**PROBLEM DETAILS**: Identify each line in the records below that contains the word "listing", and copy it.

########################################

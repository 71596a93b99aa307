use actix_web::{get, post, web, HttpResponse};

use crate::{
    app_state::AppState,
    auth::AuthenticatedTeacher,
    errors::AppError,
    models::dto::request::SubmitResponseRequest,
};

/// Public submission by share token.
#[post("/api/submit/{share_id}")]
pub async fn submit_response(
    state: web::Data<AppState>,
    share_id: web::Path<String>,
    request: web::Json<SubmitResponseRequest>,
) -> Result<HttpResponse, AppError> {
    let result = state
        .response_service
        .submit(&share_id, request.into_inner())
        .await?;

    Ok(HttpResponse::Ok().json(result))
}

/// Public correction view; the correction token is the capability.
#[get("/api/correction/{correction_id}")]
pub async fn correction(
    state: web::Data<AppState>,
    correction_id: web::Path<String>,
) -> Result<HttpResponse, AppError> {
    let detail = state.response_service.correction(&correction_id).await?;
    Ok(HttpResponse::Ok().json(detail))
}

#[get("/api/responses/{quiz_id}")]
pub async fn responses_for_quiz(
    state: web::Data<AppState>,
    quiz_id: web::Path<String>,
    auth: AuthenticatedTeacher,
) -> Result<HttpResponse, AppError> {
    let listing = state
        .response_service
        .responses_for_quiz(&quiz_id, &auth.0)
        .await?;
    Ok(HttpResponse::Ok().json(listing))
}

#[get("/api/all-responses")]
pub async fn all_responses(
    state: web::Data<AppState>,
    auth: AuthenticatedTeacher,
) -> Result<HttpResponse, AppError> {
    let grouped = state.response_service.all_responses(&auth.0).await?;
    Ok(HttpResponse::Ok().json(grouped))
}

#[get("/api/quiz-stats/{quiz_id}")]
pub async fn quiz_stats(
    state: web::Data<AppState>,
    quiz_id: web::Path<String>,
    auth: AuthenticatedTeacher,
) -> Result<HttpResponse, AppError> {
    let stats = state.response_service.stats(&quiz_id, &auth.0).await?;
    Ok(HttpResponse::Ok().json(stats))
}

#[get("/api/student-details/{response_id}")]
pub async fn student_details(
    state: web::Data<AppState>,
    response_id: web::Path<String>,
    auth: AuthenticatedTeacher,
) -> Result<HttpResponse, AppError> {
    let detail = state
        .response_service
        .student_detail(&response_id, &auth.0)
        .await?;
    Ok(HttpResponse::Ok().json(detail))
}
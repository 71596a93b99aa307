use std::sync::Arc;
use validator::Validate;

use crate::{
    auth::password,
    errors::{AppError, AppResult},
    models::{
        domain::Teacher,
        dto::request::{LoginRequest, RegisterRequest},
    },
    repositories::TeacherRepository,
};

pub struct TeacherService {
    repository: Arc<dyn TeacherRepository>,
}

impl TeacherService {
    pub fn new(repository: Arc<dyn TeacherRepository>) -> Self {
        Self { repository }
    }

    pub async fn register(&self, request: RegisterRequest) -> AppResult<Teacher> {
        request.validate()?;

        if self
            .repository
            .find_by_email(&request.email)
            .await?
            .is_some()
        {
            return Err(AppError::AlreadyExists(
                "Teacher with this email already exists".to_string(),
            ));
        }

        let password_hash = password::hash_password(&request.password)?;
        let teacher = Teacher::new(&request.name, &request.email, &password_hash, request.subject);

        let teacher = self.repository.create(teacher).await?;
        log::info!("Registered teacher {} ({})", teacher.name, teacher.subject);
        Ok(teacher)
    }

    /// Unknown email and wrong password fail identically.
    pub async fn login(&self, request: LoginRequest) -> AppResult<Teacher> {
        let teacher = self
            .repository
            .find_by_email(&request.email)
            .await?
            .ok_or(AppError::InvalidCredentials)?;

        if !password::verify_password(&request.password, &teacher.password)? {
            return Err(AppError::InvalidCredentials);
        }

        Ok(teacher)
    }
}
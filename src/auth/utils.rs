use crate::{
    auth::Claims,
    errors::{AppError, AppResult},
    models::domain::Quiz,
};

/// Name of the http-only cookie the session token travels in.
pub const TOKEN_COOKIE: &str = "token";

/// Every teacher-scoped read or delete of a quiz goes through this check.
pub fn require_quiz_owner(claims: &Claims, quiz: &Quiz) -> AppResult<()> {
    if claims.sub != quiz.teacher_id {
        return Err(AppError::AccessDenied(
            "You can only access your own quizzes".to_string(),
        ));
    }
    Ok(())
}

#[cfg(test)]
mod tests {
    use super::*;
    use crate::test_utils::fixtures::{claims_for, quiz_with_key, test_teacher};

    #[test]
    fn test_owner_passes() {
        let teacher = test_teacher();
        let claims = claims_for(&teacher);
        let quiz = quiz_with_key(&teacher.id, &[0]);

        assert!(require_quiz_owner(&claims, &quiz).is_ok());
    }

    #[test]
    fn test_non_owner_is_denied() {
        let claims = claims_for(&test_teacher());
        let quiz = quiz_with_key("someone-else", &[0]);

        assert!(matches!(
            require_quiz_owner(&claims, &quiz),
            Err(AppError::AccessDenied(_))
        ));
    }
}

########################################

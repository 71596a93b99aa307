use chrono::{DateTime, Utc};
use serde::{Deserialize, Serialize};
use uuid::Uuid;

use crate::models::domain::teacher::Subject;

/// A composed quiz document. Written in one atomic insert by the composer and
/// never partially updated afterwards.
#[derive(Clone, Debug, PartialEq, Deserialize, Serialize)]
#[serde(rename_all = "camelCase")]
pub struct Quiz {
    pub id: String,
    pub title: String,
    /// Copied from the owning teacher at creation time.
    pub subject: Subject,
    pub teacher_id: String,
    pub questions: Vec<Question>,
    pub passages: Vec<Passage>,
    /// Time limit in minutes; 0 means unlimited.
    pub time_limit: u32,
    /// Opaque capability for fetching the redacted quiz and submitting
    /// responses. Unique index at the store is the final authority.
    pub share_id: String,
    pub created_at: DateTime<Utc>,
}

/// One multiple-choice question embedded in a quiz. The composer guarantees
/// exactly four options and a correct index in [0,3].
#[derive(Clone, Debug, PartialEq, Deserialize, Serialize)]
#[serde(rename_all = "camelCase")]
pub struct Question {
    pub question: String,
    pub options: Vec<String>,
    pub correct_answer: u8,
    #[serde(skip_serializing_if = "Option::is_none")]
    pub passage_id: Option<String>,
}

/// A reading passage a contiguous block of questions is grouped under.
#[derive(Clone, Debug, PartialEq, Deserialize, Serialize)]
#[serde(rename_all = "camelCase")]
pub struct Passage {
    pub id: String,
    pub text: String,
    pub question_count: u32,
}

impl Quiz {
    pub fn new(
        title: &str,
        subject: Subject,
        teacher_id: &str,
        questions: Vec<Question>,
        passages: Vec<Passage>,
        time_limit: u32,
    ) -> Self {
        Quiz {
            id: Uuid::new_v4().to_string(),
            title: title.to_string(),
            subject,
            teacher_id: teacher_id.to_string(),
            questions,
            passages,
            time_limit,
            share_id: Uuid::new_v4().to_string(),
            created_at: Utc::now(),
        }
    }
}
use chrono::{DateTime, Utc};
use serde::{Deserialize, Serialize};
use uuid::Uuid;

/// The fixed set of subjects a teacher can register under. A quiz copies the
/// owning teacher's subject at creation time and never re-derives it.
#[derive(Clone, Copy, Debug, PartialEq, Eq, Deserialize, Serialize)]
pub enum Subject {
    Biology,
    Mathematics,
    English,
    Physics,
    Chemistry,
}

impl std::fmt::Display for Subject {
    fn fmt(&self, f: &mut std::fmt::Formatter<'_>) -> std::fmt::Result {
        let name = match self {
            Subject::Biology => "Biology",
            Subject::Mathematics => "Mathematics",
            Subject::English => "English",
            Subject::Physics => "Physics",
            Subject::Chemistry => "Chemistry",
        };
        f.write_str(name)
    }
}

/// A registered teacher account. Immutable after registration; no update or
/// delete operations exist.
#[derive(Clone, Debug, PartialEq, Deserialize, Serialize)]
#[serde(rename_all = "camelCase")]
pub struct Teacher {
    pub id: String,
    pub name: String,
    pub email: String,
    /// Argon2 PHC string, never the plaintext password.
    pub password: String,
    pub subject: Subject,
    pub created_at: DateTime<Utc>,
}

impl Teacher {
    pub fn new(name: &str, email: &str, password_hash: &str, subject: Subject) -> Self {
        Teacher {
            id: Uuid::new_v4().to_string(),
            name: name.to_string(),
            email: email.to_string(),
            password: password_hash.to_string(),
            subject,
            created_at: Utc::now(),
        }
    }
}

########################################

**RESPONSE FOR THIS EXERCISE**:
    let listing = state
    Ok(HttpResponse::Ok().json(listing))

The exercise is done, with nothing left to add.